What they don’t have is a place exclusively devoted to the public health response in an emergency, and the command center in Stoneham – the first of its kind in the state – is designed to provide that for Malden, Medford, Melrose, Stoneham, and Wakefield. The center, due to open tomorrow, will allow the region’s public health officials to coordinate with each other and police and fire in their communities, as well as with federal, state, and regional emergency management teams.
Local officials said it would have helped to have such a center in 2004, when an employee at the popular Stoneham restaurant J.J. Grimsby’s was found to have hepatitis A, a contagious liver disease. When notified about it, local officials had to figure out how to warn the estimated hundreds of restaurant patrons from Stoneham and surrounding communities who might have had contact with the employee and been infected, they said.
Christopher Webb, spokesman for the Mystic Valley Coalition, said that without a coordinated response capability at the time, each community separately had to try to locate the victims and ensure they reached a clinic set up to administer vaccinations.
"With this new facility, we’ll be able to do it there," said Webb, who is Malden’s public health agent.
Whether the disaster be a food-borne illness outbreak or a nuclear, chemical, or biological attack, the command center will allow a new focus on public health, said Robert F. Bracey, Stoneham’s public health agent. He said the center will be equipped with banks of computers and hand-held radios so officials can remain in communication via the Internet or by voice at all times with colleagues and officials in other roles, such as police or firefighters.
Bracey said he also hopes police, fire, and other emergency responders from the five communities will train at the center, located in the town hall basement.
He said local officials in the five communities have been planning the new center for about six months. With a total cost of about $75,000 to $100,000, the center was funded out of the $180,000 annual grants to the coalition from the federal Centers for Disease Control, he said. The cost was kept down because Stoneham donated the use of the town hall space.
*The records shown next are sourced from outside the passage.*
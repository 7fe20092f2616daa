//! Task storage
//!
//! Tasks are stored as an ordered JSON array under a caller-supplied key.

use super::Task;
use anyhow::{Context, Result};
use std::collections::HashMap;
use std::path::{Path, PathBuf};
use std::sync::Mutex;

/// Persistence for task lists, keyed by storage key
pub trait TaskStore: Send + Sync {
    /// Read the list stored under `key`; a missing key is an empty list
    fn load(&self, key: &str) -> Result<Vec<Task>>;

    /// Replace the list stored under `key`
    fn save(&self, key: &str, tasks: &[Task]) -> Result<()>;
}

/// One JSON file per key inside a directory
#[derive(Debug, Clone)]
pub struct JsonFileStore {
    dir: PathBuf,
}

impl JsonFileStore {
    pub fn new(dir: impl Into<PathBuf>) -> Self {
        Self { dir: dir.into() }
    }

    pub fn dir(&self) -> &Path {
        &self.dir
    }

    /// File backing `key`. The key is percent-encoded, so path separators
    /// never survive and distinct keys never share a file.
    pub fn path_for(&self, key: &str) -> PathBuf {
        self.dir.join(format!("{}.json", urlencoding::encode(key)))
    }
}

impl TaskStore for JsonFileStore {
    fn load(&self, key: &str) -> Result<Vec<Task>> {
        let path = self.path_for(key);
        if !path.exists() {
            return Ok(Vec::new());
        }

        let content = std::fs::read_to_string(&path)
            .with_context(|| format!("Failed to read task file {}", path.display()))?;
        serde_json::from_str(&content)
            .with_context(|| format!("Failed to parse task file {}", path.display()))
    }

    fn save(&self, key: &str, tasks: &[Task]) -> Result<()> {
        std::fs::create_dir_all(&self.dir)
            .with_context(|| format!("Failed to create {}", self.dir.display()))?;

        let path = self.path_for(key);
        let content = serde_json::to_string_pretty(tasks)?;
        std::fs::write(&path, content)
            .with_context(|| format!("Failed to write task file {}", path.display()))?;

        tracing::debug!("Saved {} task(s) to {}", tasks.len(), path.display());
        Ok(())
    }
}

/// In-memory store, for tests and ephemeral sessions
#[derive(Debug, Default)]
pub struct MemoryStore {
    lists: Mutex<HashMap<String, Vec<Task>>>,
}

impl MemoryStore {
    pub fn new() -> Self {
        Self::default()
    }
}

impl TaskStore for MemoryStore {
    fn load(&self, key: &str) -> Result<Vec<Task>> {
        let lists = self
            .lists
            .lock()
            .map_err(|_| anyhow::anyhow!("task store lock poisoned"))?;
        Ok(lists.get(key).cloned().unwrap_or_default())
    }

    fn save(&self, key: &str, tasks: &[Task]) -> Result<()> {
        let mut lists = self
            .lists
            .lock()
            .map_err(|_| anyhow::anyhow!("task store lock poisoned"))?;
        lists.insert(key.to_string(), tasks.to_vec());
        Ok(())
    }
}
//! fetchboard
//!
//! Dashboard widgets that never leave the user without something to look
//! at. Each widget's data comes from a list of public APIs tried in order,
//! each attempt under a deadline; if every one fails the widget shows a
//! static fallback. Next to the widgets lives a small persisted task list.
//!
//! # Module Structure
//!
//! - [`fetch`] - Resources, providers and the fetch orchestrator
//! - [`widgets`] - Catalog of ready-made widget resources
//! - [`tasks`] - Task list and its stores
//! - [`config`] - Persistent user configuration

pub mod config;
pub mod fetch;
pub mod tasks;
pub mod widgets;

pub use config::Config;
pub use fetch::{
    ExhaustedError, FetchError, FetchOptions, FetchOutcome, Orchestrator, Provider, ProviderId,
    RequestDescriptor, Resource, ResourceState, Subscription, ValueSource,
};
pub use tasks::{JsonFileStore, MemoryStore, Task, TaskList, TaskStore};
pub use widgets::{WidgetKind, WidgetReport};
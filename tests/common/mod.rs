//! Shared helpers for integration tests
//!
//! `ScriptedTransport` answers provider requests from a per-URL queue of
//! canned replies, optionally after a delay, and records every request it
//! was asked to send.

#![allow(dead_code)]

use fetchboard::fetch::{FetchError, Provider, RequestDescriptor, Transport};
use futures::future::BoxFuture;
use std::collections::{HashMap, VecDeque};
use std::sync::Mutex;
use std::time::Duration;

#[derive(Debug, Clone)]
pub struct Reply {
    delay: Duration,
    result: Result<String, FetchError>,
}

impl Reply {
    pub fn ok(body: &str) -> Self {
        Self {
            delay: Duration::ZERO,
            result: Ok(body.to_string()),
        }
    }

    pub fn status(code: u16) -> Self {
        Self {
            delay: Duration::ZERO,
            result: Err(FetchError::Status(code)),
        }
    }

    pub fn network() -> Self {
        Self {
            delay: Duration::ZERO,
            result: Err(FetchError::Network("connection refused".to_string())),
        }
    }

    pub fn after(mut self, delay: Duration) -> Self {
        self.delay = delay;
        self
    }
}

#[derive(Default)]
pub struct ScriptedTransport {
    replies: Mutex<HashMap<String, VecDeque<Reply>>>,
    calls: Mutex<Vec<String>>,
}

impl ScriptedTransport {
    pub fn new() -> Self {
        Self::default()
    }

    /// Queue replies for a provider. The last queued reply repeats.
    pub fn script(&self, provider_id: &str, replies: Vec<Reply>) {
        self.replies
            .lock()
            .unwrap()
            .insert(url_for(provider_id), replies.into());
    }

    /// Provider ids in the order their requests were issued
    pub fn calls(&self) -> Vec<String> {
        self.calls
            .lock()
            .unwrap()
            .iter()
            .map(|url| {
                url.trim_start_matches("https://")
                    .trim_end_matches(".test/")
                    .to_string()
            })
            .collect()
    }

    fn next_reply(&self, url: &str) -> Reply {
        let mut replies = self.replies.lock().unwrap();
        match replies.get_mut(url) {
            Some(queue) if queue.len() > 1 => queue.pop_front().unwrap(),
            Some(queue) if queue.len() == 1 => queue[0].clone(),
            _ => Reply::status(404),
        }
    }
}

impl Transport for ScriptedTransport {
    fn execute<'a>(
        &'a self,
        request: &'a RequestDescriptor,
    ) -> BoxFuture<'a, Result<String, FetchError>> {
        let url = request.url.to_string();
        let reply = self.next_reply(&url);
        self.calls.lock().unwrap().push(url);

        Box::pin(async move {
            if !reply.delay.is_zero() {
                tokio::time::sleep(reply.delay).await;
            }
            reply.result
        })
    }
}

pub fn url_for(provider_id: &str) -> String {
    format!("https://{}.test/", provider_id)
}

/// Text provider at `https://<id>.test/` that accepts any non-blank body
pub fn text_provider(id: &str) -> Provider<String> {
    Provider::text(id, RequestDescriptor::get(&url_for(id)).unwrap(), |body| {
        let body = body.trim();
        (!body.is_empty()).then(|| body.to_string())
    })
}
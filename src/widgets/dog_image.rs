//! Random dog pictures

use crate::fetch::provider::non_empty_str;
use crate::fetch::{InvalidUrl, Provider, RequestDescriptor, Resource};
use serde::{Deserialize, Serialize};
use serde_json::Value;
use std::fmt;
use url::Url;

pub const NAME: &str = "dog-image";

const DOG_CEO_URL: &str = "https://dog.ceo/api/breeds/image/random";
const RANDOM_DOG_URL: &str = "https://random.dog/woof.json";

/// Shown when no dog could be fetched
const FALLBACK_IMAGE_URL: &str = "https://placekitten.com/300/300";

const IMAGE_EXTENSIONS: &[&str] = &["jpg", "jpeg", "png", "gif", "webp"];

#[derive(Debug, Clone, PartialEq, Eq, Serialize, Deserialize)]
pub struct DogImage {
    pub url: String,
}

impl fmt::Display for DogImage {
    fn fmt(&self, f: &mut fmt::Formatter<'_>) -> fmt::Result {
        f.write_str(&self.url)
    }
}

pub fn fallback() -> DogImage {
    DogImage {
        url: FALLBACK_IMAGE_URL.to_string(),
    }
}

/// Accept only absolute http(s) URLs that point at a still image
fn image_url(candidate: &str) -> Option<DogImage> {
    let url = Url::parse(candidate).ok()?;
    if !matches!(url.scheme(), "http" | "https") {
        return None;
    }

    let extension = url.path().rsplit('.').next()?.to_ascii_lowercase();
    IMAGE_EXTENSIONS
        .contains(&extension.as_str())
        .then(|| DogImage {
            url: url.to_string(),
        })
}

/// `{"message": "https://...", "status": "success"}`
pub fn parse_dog_ceo(document: &Value) -> Option<DogImage> {
    if document["status"].as_str() != Some("success") {
        return None;
    }
    image_url(&non_empty_str(&document["message"])?)
}

/// `{"fileSizeBytes": 1234, "url": "https://..."}`. random.dog also serves
/// videos, which are skipped.
pub fn parse_random_dog(document: &Value) -> Option<DogImage> {
    image_url(&non_empty_str(&document["url"])?)
}

pub fn resource() -> Result<Resource<DogImage>, InvalidUrl> {
    Ok(Resource::new(
        NAME,
        vec![
            Provider::json("dog-ceo", RequestDescriptor::get(DOG_CEO_URL)?, parse_dog_ceo)
                .with_rank(1),
            Provider::json("random-dog", RequestDescriptor::get(RANDOM_DOG_URL)?, parse_random_dog)
                .with_rank(2),
        ],
        fallback(),
    ))
}
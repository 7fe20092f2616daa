//! HTTP transport for provider requests
//!
//! The orchestrator talks to the network only through [`Transport`], so
//! tests can script responses without a server.

use super::error::FetchError;
use super::provider::{HttpMethod, RequestDescriptor};
use anyhow::{Context, Result};
use futures::future::BoxFuture;
use reqwest::Client;

/// Maximum length of response body to log
const MAX_LOG_BODY_LENGTH: usize = 200;

/// Sends a provider request and returns the raw response body.
///
/// Implementations must not apply their own retry or fallback; a returned
/// future is dropped when the attempt times out or is cancelled, and that
/// drop must abort the underlying request.
pub trait Transport: Send + Sync {
    fn execute<'a>(
        &'a self,
        request: &'a RequestDescriptor,
    ) -> BoxFuture<'a, Result<String, FetchError>>;
}

/// Truncate long bodies and strip control characters before logging
fn sanitize_for_log(body: &str) -> String {
    let truncated = if body.len() > MAX_LOG_BODY_LENGTH {
        let mut end = MAX_LOG_BODY_LENGTH;
        while !body.is_char_boundary(end) {
            end -= 1;
        }
        format!("{}... [truncated, {} bytes total]", &body[..end], body.len())
    } else {
        body.to_string()
    };

    truncated.replace(|c: char| c.is_control(), "")
}

/// reqwest-backed transport
#[derive(Clone)]
pub struct HttpTransport {
    client: Client,
}

impl HttpTransport {
    /// Create a new HTTP transport
    pub fn new() -> Result<Self> {
        let client = Client::builder()
            .user_agent(concat!("fetchboard/", env!("CARGO_PKG_VERSION")))
            .build()
            .context("Failed to create HTTP client")?;

        Ok(Self { client })
    }

    async fn send(&self, request: &RequestDescriptor) -> Result<String, FetchError> {
        tracing::debug!("{} {}", request.method.as_str(), request.url);

        let mut builder = match request.method {
            HttpMethod::Get => self.client.get(request.url.clone()),
        };
        for (name, value) in &request.headers {
            builder = builder.header(name.as_str(), value.as_str());
        }

        let response = builder
            .send()
            .await
            .map_err(|e| FetchError::Network(e.to_string()))?;

        let status = response.status();
        let body = response
            .text()
            .await
            .map_err(|e| FetchError::Network(format!("failed to read response body: {}", e)))?;

        if !status.is_success() {
            tracing::warn!(
                "Provider error: {} {} - {}",
                status,
                request.url,
                sanitize_for_log(&body)
            );
            return Err(FetchError::Status(status.as_u16()));
        }

        tracing::trace!("Response from {}: {}", request.url, sanitize_for_log(&body));
        Ok(body)
    }
}

impl Transport for HttpTransport {
    fn execute<'a>(
        &'a self,
        request: &'a RequestDescriptor,
    ) -> BoxFuture<'a, Result<String, FetchError>> {
        Box::pin(self.send(request))
    }
}
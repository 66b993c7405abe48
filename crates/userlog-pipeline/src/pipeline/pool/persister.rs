use crate::pipeline::{
    barrier::CompletionBarrier,
    telemetry::{increment_reports_written, record_write_duration},
};
use async_channel::Receiver;
use core::time::Duration;
use std::{sync::Arc, time::Instant};
use tokio_util::sync::CancellationToken;
use userlog_core::{Error, ReportWriter, Result, UserRecord};

/// Everything one persistence worker owns.
pub struct PersistenceWorker {
    pub worker_id: usize,
    pub users: Receiver<UserRecord>,
    pub writer: ReportWriter,
    pub barrier: Arc<CompletionBarrier>,
    pub latency: Duration,
}

/// Worker task writing one report per received [`UserRecord`].
///
/// A job is released on the barrier only after its report has been fully
/// written and synced. Runs until the user queue is closed and drained, and
/// resolves to the number of reports it wrote.
///
/// # Errors
///
/// - [`Error::Persist`] if a report cannot be written. The run is aborted.
/// - [`Error::BarrierUnderflow`] if a release has no matching submission.
/// - [`Error::Cancelled`] if `shutdown` fires while waiting for a record.
pub async fn persistence_loop(
    worker: PersistenceWorker,
    shutdown: CancellationToken,
) -> Result<u64> {
    let PersistenceWorker {
        worker_id,
        users,
        writer,
        barrier,
        latency,
    } = worker;

    tracing::trace!("Persistence worker {worker_id} started");
    let mut persisted = 0_u64;

    loop {
        let user = tokio::select! {
            biased;
            () = shutdown.cancelled() => return Err(Error::Cancelled),
            user = users.recv() => match user {
                Ok(user) => user,
                // Closed and drained.
                Err(_) => break,
            },
        };

        tracing::info!(uid = user.id, "Writing report for UID {}", user.id);
        let started = Instant::now();
        let path = writer.write(&user).await?;
        record_write_duration(started.elapsed().as_secs_f64() * 1000.0);
        tracing::debug!(uid = user.id, path = %path.display(), "Report written");

        if !latency.is_zero() {
            tokio::time::sleep(latency).await;
        }

        barrier.done()?;
        increment_reports_written();
        persisted += 1;
    }

    tracing::trace!(persisted, "Persistence worker {worker_id} drained user queue");
    Ok(persisted)
}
Bracey said a local contractor, Ben Caggiano, contributed thousands of dollars worth of interior carpentry and electric wiring to finish the center.
Caggiano said he wanted to act as "as a good Samaritan" to the town where his business is located. "God forbid we ever did have a disaster, but we’d know what to do," said Caggiano, owner of Wescor Ltd. "It’s kind of investing ahead of time in the future."
Clark said since 9/11, emergency-preparedness officials have stressed the need for communities and regions to collaborate with each other and coordinate responses to disasters from all the disciplines. "I think the planning beforehand helps everyone truly understand what their role will be in any sort of hazard," she said.
She said she believes the state public health agency, which oversees local health departments and funnels the federal funding to them, would applaud duplication of the center elsewhere.
"We would, I think, if it were planned out as well as the Mystic Valley one was," she said. "They did a lot of research and collaborative planning, so they were well organized when they came forward. That’s the sort of model we believe others could follow."